- WORK TO BE COMPLETED
Transcribe each record exactly as it appears.

*** DATA IN THIS EXERCISE Section Begins ***

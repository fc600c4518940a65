// crates/house-price-core/src/schema.rs
use crate::error::{PriceError, Result};
use crate::text::normalize_location;

/// Number of leading numeric columns: area, bathrooms, bedrooms.
pub const NUMERIC_FEATURES: usize = 3;

pub const AREA_SLOT: usize = 0;
pub const BATH_SLOT: usize = 1;
pub const BHK_SLOT: usize = 2;

/// Ordered feature columns the model was trained on.
///
/// The first [`NUMERIC_FEATURES`] names are always area, bathroom count and
/// bedroom count, in that order. Every name after them is a one-hot location
/// indicator; at most one of those is set for a given prediction.
#[derive(Clone, Debug)]
pub struct FeatureSchema {
    columns: Vec<String>,
    /// Normalized copies of `columns[NUMERIC_FEATURES..]`, same order.
    location_keys: Vec<String>,
}

impl FeatureSchema {
    /// Builds a schema from the ordered column list.
    ///
    /// Fails when fewer than the three numeric columns are present.
    pub fn new(columns: Vec<String>) -> Result<Self> {
        if columns.len() < NUMERIC_FEATURES {
            return Err(PriceError::InvalidData(format!(
                "data_columns must start with {NUMERIC_FEATURES} numeric columns, found {} column(s)",
                columns.len()
            )));
        }
        let location_keys = columns[NUMERIC_FEATURES..]
            .iter()
            .map(|c| normalize_location(c))
            .collect();
        Ok(Self {
            columns,
            location_keys,
        })
    }

    /// Full column list, numeric columns first.
    pub fn columns(&self) -> &[String] {
        &self.columns
    }

    /// Location columns only (everything after the numeric block).
    pub fn locations(&self) -> &[String] {
        &self.columns[NUMERIC_FEATURES..]
    }

    /// Location names sorted alphabetically, as shown in the form.
    pub fn sorted_locations(&self) -> Vec<&str> {
        let mut out: Vec<&str> = self.locations().iter().map(String::as_str).collect();
        out.sort_unstable();
        out
    }

    /// Number of features the model expects.
    pub fn len(&self) -> usize {
        self.columns.len()
    }

    pub fn is_empty(&self) -> bool {
        self.columns.is_empty()
    }

    /// Schema position of a location, matched after trimming and lowercasing.
    ///
    /// Only location columns are searched; a name equal to one of the
    /// numeric columns is not a location.
    pub fn location_index(&self, location: &str) -> Option<usize> {
        let key = normalize_location(location);
        if key.is_empty() {
            return None;
        }
        self.location_keys
            .iter()
            .position(|k| *k == key)
            .map(|i| i + NUMERIC_FEATURES)
    }

    pub fn is_known_location(&self, location: &str) -> bool {
        self.location_index(location).is_some()
    }

    /// Builds the model input for one property.
    ///
    /// Unknown locations leave the whole location block at zero; they are
    /// not rejected.
    pub fn build_features(&self, location: &str, total_sqft: f64, bath: f64, bhk: f64) -> FeatureVector {
        let mut values = vec![0.0; self.columns.len()];
        values[AREA_SLOT] = total_sqft;
        values[BATH_SLOT] = bath;
        values[BHK_SLOT] = bhk;
        if let Some(idx) = self.location_index(location) {
            values[idx] = 1.0;
        }
        FeatureVector(values)
    }
}

/// Dense model input, one value per schema column.
#[derive(Clone, Debug, PartialEq)]
pub struct FeatureVector(Vec<f64>);

impl FeatureVector {
    pub fn as_slice(&self) -> &[f64] {
        &self.0
    }

    pub fn len(&self) -> usize {
        self.0.len()
    }

    pub fn is_empty(&self) -> bool {
        self.0.is_empty()
    }

    pub fn area(&self) -> f64 {
        self.0[AREA_SLOT]
    }

    pub fn bath(&self) -> f64 {
        self.0[BATH_SLOT]
    }

    pub fn bhk(&self) -> f64 {
        self.0[BHK_SLOT]
    }

    /// The one-hot location block.
    pub fn location_block(&self) -> &[f64] {
        &self.0[NUMERIC_FEATURES..]
    }

    /// Schema index of the set location slot, if any.
    pub fn active_location(&self) -> Option<usize> {
        self.location_block()
            .iter()
            .position(|v| *v != 0.0)
            .map(|i| i + NUMERIC_FEATURES)
    }
}

impl From<Vec<f64>> for FeatureVector {
    fn from(values: Vec<f64>) -> Self {
        Self(values)
    }
}

#[cfg(test)]
mod tests {
    use super::*;

    fn schema() -> FeatureSchema {
        FeatureSchema::new(
            ["total_sqft", "bath", "bhk", "1st phase jp nagar", "whitefield", "hebbal"]
                .iter()
                .map(|s| s.to_string())
                .collect(),
        )
        .unwrap()
    }

    #[test]
    fn rejects_short_schema() {
        let err = FeatureSchema::new(vec!["total_sqft".into(), "bath".into()]).unwrap_err();
        assert!(matches!(err, PriceError::InvalidData(_)));
    }

    #[test]
    fn schema_without_locations_is_valid() {
        let s = FeatureSchema::new(vec!["a".into(), "b".into(), "c".into()]).unwrap();
        assert!(s.locations().is_empty());
        let v = s.build_features("anything", 1.0, 2.0, 3.0);
        assert_eq!(v.as_slice(), &[1.0, 2.0, 3.0]);
    }

    #[test]
    fn known_location_sets_exactly_one_slot() {
        let s = schema();
        let v = s.build_features("  WhiteField ", 1200.0, 2.0, 3.0);
        assert_eq!(v.len(), s.len());
        assert_eq!(v.active_location(), Some(4));
        assert_eq!(v.location_block().iter().filter(|x| **x == 1.0).count(), 1);
        assert_eq!(v.location_block().iter().sum::<f64>(), 1.0);
    }

    #[test]
    fn unknown_location_leaves_block_zero() {
        let s = schema();
        let v = s.build_features("atlantis", 1200.0, 2.0, 3.0);
        assert!(v.location_block().iter().all(|x| *x == 0.0));
        assert_eq!(v.active_location(), None);
    }

    #[test]
    fn numeric_slots_are_fixed_regardless_of_location() {
        let s = schema();
        for loc in ["hebbal", "nowhere", ""] {
            let v = s.build_features(loc, 950.0, 1.0, 2.0);
            assert_eq!((v.area(), v.bath(), v.bhk()), (950.0, 1.0, 2.0));
        }
    }

    #[test]
    fn numeric_column_names_are_not_locations() {
        let s = schema();
        assert_eq!(s.location_index("bath"), None);
        let v = s.build_features("total_sqft", 800.0, 1.0, 1.0);
        assert_eq!(v.area(), 800.0);
        assert!(v.location_block().iter().all(|x| *x == 0.0));
    }

    #[test]
    fn schema_columns_are_matched_case_insensitively() {
        let s = FeatureSchema::new(
            ["sqft", "bath", "bhk", "Electronic City"]
                .iter()
                .map(|s| s.to_string())
                .collect(),
        )
        .unwrap();
        assert_eq!(s.location_index("electronic city"), Some(3));
    }

    #[test]
    fn sorted_locations_are_alphabetical() {
        assert_eq!(
            schema().sorted_locations(),
            vec!["1st phase jp nagar", "hebbal", "whitefield"]
        );
    }
}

*** DATA IN THIS EXERCISE Section Ends ***

- ANSWER TO THIS TASK
repository fc600c4518940a65
// crates/house-price-core/src/schema.rs
use crate::error::{PriceError, Result};
use crate::text::normalize_location;

/// Number of leading numeric columns: area, bathrooms, bedrooms.
pub const NUMERIC_FEATURES: usize = 3;

pub const AREA_SLOT: usize = 0;
pub const BATH_SLOT: usize = 1;
pub const BHK_SLOT: usize = 2;

/// Ordered feature columns the model was trained on.
///
/// The first [`NUMERIC_FEATURES`] names are always area, bathroom count and
/// bedroom count, in that order. Every name after them is a one-hot location
/// indicator; at most one of those is set for a given prediction.
#[derive(Clone, Debug)]
pub struct FeatureSchema {
    columns: Vec<String>,
    /// Normalized copies of `columns[NUMERIC_FEATURES..]`, same order.
    location_keys: Vec<String>,
}

impl FeatureSchema {
    /// Builds a schema from the ordered column list.
    ///
    /// Fails when fewer than the three numeric columns are present.
    pub fn new(columns: Vec<String>) -> Result<Self> {
        if columns.len() < NUMERIC_FEATURES {
            return Err(PriceError::InvalidData(format!(
                "data_columns must start with {NUMERIC_FEATURES} numeric columns, found {} column(s)",
                columns.len()
            )));
        }
        let location_keys = columns[NUMERIC_FEATURES..]
            .iter()
            .map(|c| normalize_location(c))
            .collect();
        Ok(Self {
            columns,
            location_keys,
        })
    }

    /// Full column list, numeric columns first.
    pub fn columns(&self) -> &[String] {
        &self.columns
    }

    /// Location columns only (everything after the numeric block).
    pub fn locations(&self) -> &[String] {
        &self.columns[NUMERIC_FEATURES..]
    }

    /// Location names sorted alphabetically, as shown in the form.
    pub fn sorted_locations(&self) -> Vec<&str> {
        let mut out: Vec<&str> = self.locations().iter().map(String::as_str).collect();
        out.sort_unstable();
        out
    }

    /// Number of features the model expects.
    pub fn len(&self) -> usize {
        self.columns.len()
    }

    pub fn is_empty(&self) -> bool {
        self.columns.is_empty()
    }

    /// Schema position of a location, matched after trimming and lowercasing.
    ///
    /// Only location columns are searched; a name equal to one of the
    /// numeric columns is not a location.
    pub fn location_index(&self, location: &str) -> Option<usize> {
        let key = normalize_location(location);
        if key.is_empty() {
            return None;
        }
        self.location_keys
            .iter()
            .position(|k| *k == key)
            .map(|i| i + NUMERIC_FEATURES)
    }

    pub fn is_known_location(&self, location: &str) -> bool {
        self.location_index(location).is_some()
    }

    /// Builds the model input for one property.
    ///
    /// Unknown locations leave the whole location block at zero; they are
    /// not rejected.
    pub fn build_features(&self, location: &str, total_sqft: f64, bath: f64, bhk: f64) -> FeatureVector {
        let mut values = vec![0.0; self.columns.len()];
        values[AREA_SLOT] = total_sqft;
        values[BATH_SLOT] = bath;
        values[BHK_SLOT] = bhk;
        if let Some(idx) = self.location_index(location) {
            values[idx] = 1.0;
        }
        FeatureVector(values)
    }
}

/// Dense model input, one value per schema column.
#[derive(Clone, Debug, PartialEq)]
pub struct FeatureVector(Vec<f64>);

impl FeatureVector {
    pub fn as_slice(&self) -> &[f64] {
        &self.0
    }

    pub fn len(&self) -> usize {
        self.0.len()
    }

    pub fn is_empty(&self) -> bool {
        self.0.is_empty()
    }

    pub fn area(&self) -> f64 {
        self.0[AREA_SLOT]
    }

    pub fn bath(&self) -> f64 {
        self.0[BATH_SLOT]
    }

    pub fn bhk(&self) -> f64 {
        self.0[BHK_SLOT]
    }

    /// The one-hot location block.
    pub fn location_block(&self) -> &[f64] {
        &self.0[NUMERIC_FEATURES..]
    }

    /// Schema index of the set location slot, if any.
    pub fn active_location(&self) -> Option<usize> {
        self.location_block()
            .iter()
            .position(|v| *v != 0.0)
            .map(|i| i + NUMERIC_FEATURES)
    }
}

impl From<Vec<f64>> for FeatureVector {
    fn from(values: Vec<f64>) -> Self {
        Self(values)
    }
}

#[cfg(test)]
mod tests {
    use super::*;

    fn schema() -> FeatureSchema {
        FeatureSchema::new(
            ["total_sqft", "bath", "bhk", "1st phase jp nagar", "whitefield", "hebbal"]
                .iter()
                .map(|s| s.to_string())
                .collect(),
        )
        .unwrap()
    }

    #[test]
    fn rejects_short_schema() {
        let err = FeatureSchema::new(vec!["total_sqft".into(), "bath".into()]).unwrap_err();
        assert!(matches!(err, PriceError::InvalidData(_)));
    }

    #[test]
    fn schema_without_locations_is_valid() {
        let s = FeatureSchema::new(vec!["a".into(), "b".into(), "c".into()]).unwrap();
        assert!(s.locations().is_empty());
        let v = s.build_features("anything", 1.0, 2.0, 3.0);
        assert_eq!(v.as_slice(), &[1.0, 2.0, 3.0]);
    }

    #[test]
    fn known_location_sets_exactly_one_slot() {
        let s = schema();
        let v = s.build_features("  WhiteField ", 1200.0, 2.0, 3.0);
        assert_eq!(v.len(), s.len());
        assert_eq!(v.active_location(), Some(4));
        assert_eq!(v.location_block().iter().filter(|x| **x == 1.0).count(), 1);
        assert_eq!(v.location_block().iter().sum::<f64>(), 1.0);
    }

    #[test]
    fn unknown_location_leaves_block_zero() {
        let s = schema();
        let v = s.build_features("atlantis", 1200.0, 2.0, 3.0);
        assert!(v.location_block().iter().all(|x| *x == 0.0));
        assert_eq!(v.active_location(), None);
    }

    #[test]
    fn numeric_slots_are_fixed_regardless_of_location() {
        let s = schema();
        for loc in ["hebbal", "nowhere", ""] {
            let v = s.build_features(loc, 950.0, 1.0, 2.0);
            assert_eq!((v.area(), v.bath(), v.bhk()), (950.0, 1.0, 2.0));
        }
    }

    #[test]
    fn numeric_column_names_are_not_locations() {
        let s = schema();
        assert_eq!(s.location_index("bath"), None);
        let v = s.build_features("total_sqft", 800.0, 1.0, 1.0);
        assert_eq!(v.area(), 800.0);
        assert!(v.location_block().iter().all(|x| *x == 0.0));
    }

    #[test]
    fn schema_columns_are_matched_case_insensitively() {
        let s = FeatureSchema::new(
            ["sqft", "bath", "bhk", "Electronic City"]
                .iter()
                .map(|s| s.to_string())
                .collect(),
        )
        .unwrap();
        assert_eq!(s.location_index("electronic city"), Some(3));
    }

    #[test]
    fn sorted_locations_are_alphabetical() {
        assert_eq!(
            schema().sorted_locations(),
            vec!["1st phase jp nagar", "hebbal", "whitefield"]
        );
    }
}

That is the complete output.